WHAT YOU SHOULD DO:
The expected answer is the data below, retyped exactly.

Records from a data collection:
//! Demonstration pay packages.

use chrono::NaiveDate;
use rust_decimal::Decimal;

use crate::calculation::calculate;
use crate::models::{PayPackageInput, PayPackageResult};

fn whole(n: i64) -> Decimal {
    Decimal::from(n)
}

/// Three calculated packages, oldest first, used to seed a fresh store.
pub fn sample_packages() -> Vec<PayPackageResult> {
    let employer_taxes = Decimal::new(765, 2);

    let inputs = [
        PayPackageInput {
            provider_name: "Sarah Johnson".to_string(),
            specialty: "nursing".to_string(),
            facility: "Memorial Hospital".to_string(),
            location: "Denver, CO".to_string(),
            start_date: NaiveDate::from_ymd_opt(2023, 6, 15),
            end_date: NaiveDate::from_ymd_opt(2023, 9, 10),
            hours_per_week: whole(36),
            bill_rate: whole(85),
            regular_pay_rate: whole(40),
            overtime_pay_rate: whole(60),
            taxable_stipend: whole(250),
            non_taxable_stipend: whole(800),
            meals_stipend: whole(350),
            employer_taxes,
            workers_comp: whole(2),
            health_insurance: whole(350),
            professional_liability: whole(100),
            other_costs: whole(150),
            notes: Some("Excellent candidate with ICU experience".to_string()),
            ..PayPackageInput::default()
        },
        PayPackageInput {
            provider_name: "Michael Chen".to_string(),
            specialty: "physician".to_string(),
            facility: "City General".to_string(),
            location: "Chicago, IL".to_string(),
            start_date: NaiveDate::from_ymd_opt(2023, 6, 10),
            end_date: NaiveDate::from_ymd_opt(2023, 8, 5),
            hours_per_week: whole(40),
            bill_rate: whole(120),
            regular_pay_rate: whole(65),
            overtime_pay_rate: Decimal::new(975, 1),
            taxable_stipend: whole(300),
            non_taxable_stipend: whole(950),
            meals_stipend: whole(400),
            travel_stipend: whole(200),
            employer_taxes,
            workers_comp: whole(2),
            health_insurance: whole(350),
            professional_liability: whole(150),
            bonus: whole(500),
            notes: Some("Experienced surgeon, needs housing close to hospital".to_string()),
            ..PayPackageInput::default()
        },
        PayPackageInput {
            provider_name: "Emily Rodriguez".to_string(),
            specialty: "therapy".to_string(),
            facility: "St. Mary's".to_string(),
            location: "Miami, FL".to_string(),
            start_date: NaiveDate::from_ymd_opt(2023, 6, 5),
            end_date: NaiveDate::from_ymd_opt(2023, 9, 1),
            hours_per_week: whole(36),
            bill_rate: whole(95),
            regular_pay_rate: whole(50),
            overtime_pay_rate: whole(75),
            taxable_stipend: whole(200),
            non_taxable_stipend: whole(850),
            meals_stipend: whole(300),
            employer_taxes,
            workers_comp: whole(2),
            health_insurance: whole(350),
            professional_liability: whole(100),
            housing: whole(300),
            travel: whole(200),
            notes: Some("Physical therapist with pediatric experience".to_string()),
            ..PayPackageInput::default()
        },
    ];

    inputs.iter().map(calculate).collect()
}
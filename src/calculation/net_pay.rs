//! Estimated net pay calculation.
//!
//! Net pay uses a fixed synthetic withholding model applied to taxable pay:
//! 12% federal income tax, 6.2% social security, 1.45% medicare and 4% state
//! income tax. Non-taxable stipends pass through untouched.

use rust_decimal::Decimal;

use crate::models::{AuditStep, Deductions};

use super::saturating_sum;

/// The withholding rates applied to taxable pay, as fractions.
#[derive(Debug, Clone, Copy, PartialEq, Eq)]
pub struct WithholdingRates {
    /// Federal income tax.
    pub federal_income_tax: Decimal,
    /// Social security.
    pub social_security: Decimal,
    /// Medicare.
    pub medicare: Decimal,
    /// State income tax.
    pub state_income_tax: Decimal,
}

impl WithholdingRates {
    /// The standard estimate: 12% + 6.2% + 1.45% + 4%.
    pub fn standard() -> Self {
        Self {
            federal_income_tax: Decimal::new(12, 2),
            social_security: Decimal::new(62, 3),
            medicare: Decimal::new(145, 4),
            state_income_tax: Decimal::new(4, 2),
        }
    }

    /// Computes each withholding line for a taxable amount.
    pub fn deductions(&self, taxable_pay: Decimal) -> Deductions {
        let federal_income_tax = taxable_pay.saturating_mul(self.federal_income_tax);
        let social_security = taxable_pay.saturating_mul(self.social_security);
        let medicare = taxable_pay.saturating_mul(self.medicare);
        let state_income_tax = taxable_pay.saturating_mul(self.state_income_tax);
        let total = saturating_sum([
            federal_income_tax,
            social_security,
            medicare,
            state_income_tax,
        ]);

        Deductions {
            federal_income_tax,
            social_security,
            medicare,
            state_income_tax,
            total,
        }
    }
}

/// Net pay figures and the audit step that produced them.
#[derive(Debug, Clone)]
pub struct NetPayResult {
    /// Itemised withholding.
    pub deductions: Deductions,
    /// Weekly gross minus total withholding.
    pub weekly_net_pay: Decimal,
    /// The audit step recording this calculation.
    pub audit_step: AuditStep,
}

/// Estimates weekly take-home pay.
///
/// # Examples
///
/// ```
/// use pay_package_engine::calculation::calculate_net_pay;
/// use rust_decimal::Decimal;
/// use std::str::FromStr;
///
/// let result = calculate_net_pay(Decimal::from(2900), Decimal::from(1690), 1);
/// assert_eq!(result.deductions.total, Decimal::from_str("399.685").unwrap());
/// assert_eq!(result.weekly_net_pay, Decimal::from_str("2500.315").unwrap());
/// ```
pub fn calculate_net_pay(
    weekly_gross: Decimal,
    taxable_pay: Decimal,
    step_number: u32,
) -> NetPayResult {
    let deductions = WithholdingRates::standard().deductions(taxable_pay);
    let weekly_net_pay = weekly_gross.saturating_sub(deductions.total);

    let audit_step = AuditStep {
        step_number,
        rule_id: "net_pay".to_string(),
        rule_name: "Estimated Net Pay".to_string(),
        formula: "gross - taxable_pay x (0.12 + 0.062 + 0.0145 + 0.04)".to_string(),
        input: serde_json::json!({
            "weekly_gross": weekly_gross.normalize().to_string(),
            "taxable_pay": taxable_pay.normalize().to_string()
        }),
        output: serde_json::json!({
            "federal_income_tax": deductions.federal_income_tax.normalize().to_string(),
            "social_security": deductions.social_security.normalize().to_string(),
            "medicare": deductions.medicare.normalize().to_string(),
            "state_income_tax": deductions.state_income_tax.normalize().to_string(),
            "total_deductions": deductions.total.normalize().to_string(),
            "weekly_net_pay": weekly_net_pay.normalize().to_string()
        }),
        reasoning: format!(
            "${} - ${} withholding on ${} taxable = ${}",
            weekly_gross.normalize(),
            deductions.total.normalize(),
            taxable_pay.normalize(),
            weekly_net_pay.normalize()
        ),
    };

    NetPayResult {
        deductions,
        weekly_net_pay,
        audit_step,
    }
}
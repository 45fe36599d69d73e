//! Core data models for the Pay Package Engine.
//!
//! This module contains all the domain models used throughout the engine.

mod calculation_result;
mod communication;
mod journal;
mod pay_package;
mod reminder;

pub use calculation_result::{
    AuditStep, AuditTrace, AuditWarning, Deductions, PayBreakdown, PayPackageCalculation,
};
pub use communication::{Channel, CommunicationLog, DeliveryStatus, NewCommunicationLog};
pub use journal::{EntryType, JournalEntry, NewJournalEntry};
pub use pay_package::{PayPackage, PayPackageInput, PayPackageResult};
pub use reminder::{DueStatus, NewReminder, Priority, Reminder, display_order, sort_for_display};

SOLVED EXERCISE:
//! Demonstration pay packages.

use chrono::NaiveDate;
use rust_decimal::Decimal;

use crate::calculation::calculate;
use crate::models::{PayPackageInput, PayPackageResult};

fn whole(n: i64) -> Decimal {
    Decimal::from(n)
}

/// Three calculated packages, oldest first, used to seed a fresh store.
pub fn sample_packages() -> Vec<PayPackageResult> {
    let employer_taxes = Decimal::new(765, 2);

    let inputs = [
        PayPackageInput {
            provider_name: "Sarah Johnson".to_string(),
            specialty: "nursing".to_string(),
            facility: "Memorial Hospital".to_string(),
            location: "Denver, CO".to_string(),
            start_date: NaiveDate::from_ymd_opt(2023, 6, 15),
            end_date: NaiveDate::from_ymd_opt(2023, 9, 10),
            hours_per_week: whole(36),
            bill_rate: whole(85),
            regular_pay_rate: whole(40),
            overtime_pay_rate: whole(60),
            taxable_stipend: whole(250),
            non_taxable_stipend: whole(800),
            meals_stipend: whole(350),
            employer_taxes,
            workers_comp: whole(2),
            health_insurance: whole(350),
            professional_liability: whole(100),
            other_costs: whole(150),
            notes: Some("Excellent candidate with ICU experience".to_string()),
            ..PayPackageInput::default()
        },
        PayPackageInput {
            provider_name: "Michael Chen".to_string(),
            specialty: "physician".to_string(),
            facility: "City General".to_string(),
            location: "Chicago, IL".to_string(),
            start_date: NaiveDate::from_ymd_opt(2023, 6, 10),
            end_date: NaiveDate::from_ymd_opt(2023, 8, 5),
            hours_per_week: whole(40),
            bill_rate: whole(120),
            regular_pay_rate: whole(65),
            overtime_pay_rate: Decimal::new(975, 1),
            taxable_stipend: whole(300),
            non_taxable_stipend: whole(950),
            meals_stipend: whole(400),
            travel_stipend: whole(200),
            employer_taxes,
            workers_comp: whole(2),
            health_insurance: whole(350),
            professional_liability: whole(150),
            bonus: whole(500),
            notes: Some("Experienced surgeon, needs housing close to hospital".to_string()),
            ..PayPackageInput::default()
        },
        PayPackageInput {
            provider_name: "Emily Rodriguez".to_string(),
            specialty: "therapy".to_string(),
            facility: "St. Mary's".to_string(),
            location: "Miami, FL".to_string(),
            start_date: NaiveDate::from_ymd_opt(2023, 6, 5),
            end_date: NaiveDate::from_ymd_opt(2023, 9, 1),
            hours_per_week: whole(36),
            bill_rate: whole(95),
            regular_pay_rate: whole(50),
            overtime_pay_rate: whole(75),
            taxable_stipend: whole(200),
            non_taxable_stipend: whole(850),
            meals_stipend: whole(300),
            employer_taxes,
            workers_comp: whole(2),
            health_insurance: whole(350),
            professional_liability: whole(100),
            housing: whole(300),
            travel: whole(200),
            notes: Some("Physical therapist with pediatric experience".to_string()),
            ..PayPackageInput::default()
        },
    ];

    inputs.iter().map(calculate).collect()
}
filename src/calculation/net_pay.rs
//! Estimated net pay calculation.
//!
//! Net pay uses a fixed synthetic withholding model applied to taxable pay:
//! 12% federal income tax, 6.2% social security, 1.45% medicare and 4% state
//! income tax. Non-taxable stipends pass through untouched.

use rust_decimal::Decimal;

use crate::models::{AuditStep, Deductions};

use super::saturating_sum;

/// The withholding rates applied to taxable pay, as fractions.
#[derive(Debug, Clone, Copy, PartialEq, Eq)]
pub struct WithholdingRates {
    /// Federal income tax.
    pub federal_income_tax: Decimal,
    /// Social security.
    pub social_security: Decimal,
    /// Medicare.
    pub medicare: Decimal,
    /// State income tax.
    pub state_income_tax: Decimal,
}

impl WithholdingRates {
    /// The standard estimate: 12% + 6.2% + 1.45% + 4%.
    pub fn standard() -> Self {
        Self {
            federal_income_tax: Decimal::new(12, 2),
            social_security: Decimal::new(62, 3),
            medicare: Decimal::new(145, 4),
            state_income_tax: Decimal::new(4, 2),
        }
    }

    /// Computes each withholding line for a taxable amount.
    pub fn deductions(&self, taxable_pay: Decimal) -> Deductions {
        let federal_income_tax = taxable_pay.saturating_mul(self.federal_income_tax);
        let social_security = taxable_pay.saturating_mul(self.social_security);
        let medicare = taxable_pay.saturating_mul(self.medicare);
        let state_income_tax = taxable_pay.saturating_mul(self.state_income_tax);
        let total = saturating_sum([
            federal_income_tax,
            social_security,
            medicare,
            state_income_tax,
        ]);

        Deductions {
            federal_income_tax,
            social_security,
            medicare,
            state_income_tax,
            total,
        }
    }
}

/// Net pay figures and the audit step that produced them.
#[derive(Debug, Clone)]
pub struct NetPayResult {
    /// Itemised withholding.
    pub deductions: Deductions,
    /// Weekly gross minus total withholding.
    pub weekly_net_pay: Decimal,
    /// The audit step recording this calculation.
    pub audit_step: AuditStep,
}

/// Estimates weekly take-home pay.
///
/// # Examples
///
/// ```
/// use pay_package_engine::calculation::calculate_net_pay;
/// use rust_decimal::Decimal;
/// use std::str::FromStr;
///
/// let result = calculate_net_pay(Decimal::from(2900), Decimal::from(1690), 1);
/// assert_eq!(result.deductions.total, Decimal::from_str("399.685").unwrap());
/// assert_eq!(result.weekly_net_pay, Decimal::from_str("2500.315").unwrap());
/// ```
pub fn calculate_net_pay(
    weekly_gross: Decimal,
    taxable_pay: Decimal,
    step_number: u32,
) -> NetPayResult {
    let deductions = WithholdingRates::standard().deductions(taxable_pay);
    let weekly_net_pay = weekly_gross.saturating_sub(deductions.total);

    let audit_step = AuditStep {
        step_number,
        rule_id: "net_pay".to_string(),
        rule_name: "Estimated Net Pay".to_string(),
        formula: "gross - taxable_pay x (0.12 + 0.062 + 0.0145 + 0.04)".to_string(),
        input: serde_json::json!({
            "weekly_gross": weekly_gross.normalize().to_string(),
            "taxable_pay": taxable_pay.normalize().to_string()
        }),
        output: serde_json::json!({
            "federal_income_tax": deductions.federal_income_tax.normalize().to_string(),
            "social_security": deductions.social_security.normalize().to_string(),
            "medicare": deductions.medicare.normalize().to_string(),
            "state_income_tax": deductions.state_income_tax.normalize().to_string(),
            "total_deductions": deductions.total.normalize().to_string(),
            "weekly_net_pay": weekly_net_pay.normalize().to_string()
        }),
        reasoning: format!(
            "${} - ${} withholding on ${} taxable = ${}",
            weekly_gross.normalize(),
            deductions.total.normalize(),
            taxable_pay.normalize(),
            weekly_net_pay.normalize()
        ),
    };

    NetPayResult {
        deductions,
        weekly_net_pay,
        audit_step,
    }
}
repository 45fe36599d69d73e
//! Core data models for the Pay Package Engine.
//!
//! This module contains all the domain models used throughout the engine.

mod calculation_result;
mod communication;
mod journal;
mod pay_package;
mod reminder;

pub use calculation_result::{
    AuditStep, AuditTrace, AuditWarning, Deductions, PayBreakdown, PayPackageCalculation,
};
pub use communication::{Channel, CommunicationLog, DeliveryStatus, NewCommunicationLog};
pub use journal::{EntryType, JournalEntry, NewJournalEntry};
pub use pay_package::{PayPackage, PayPackageInput, PayPackageResult};
pub use reminder::{DueStatus, NewReminder, Priority, Reminder, display_order, sort_for_display};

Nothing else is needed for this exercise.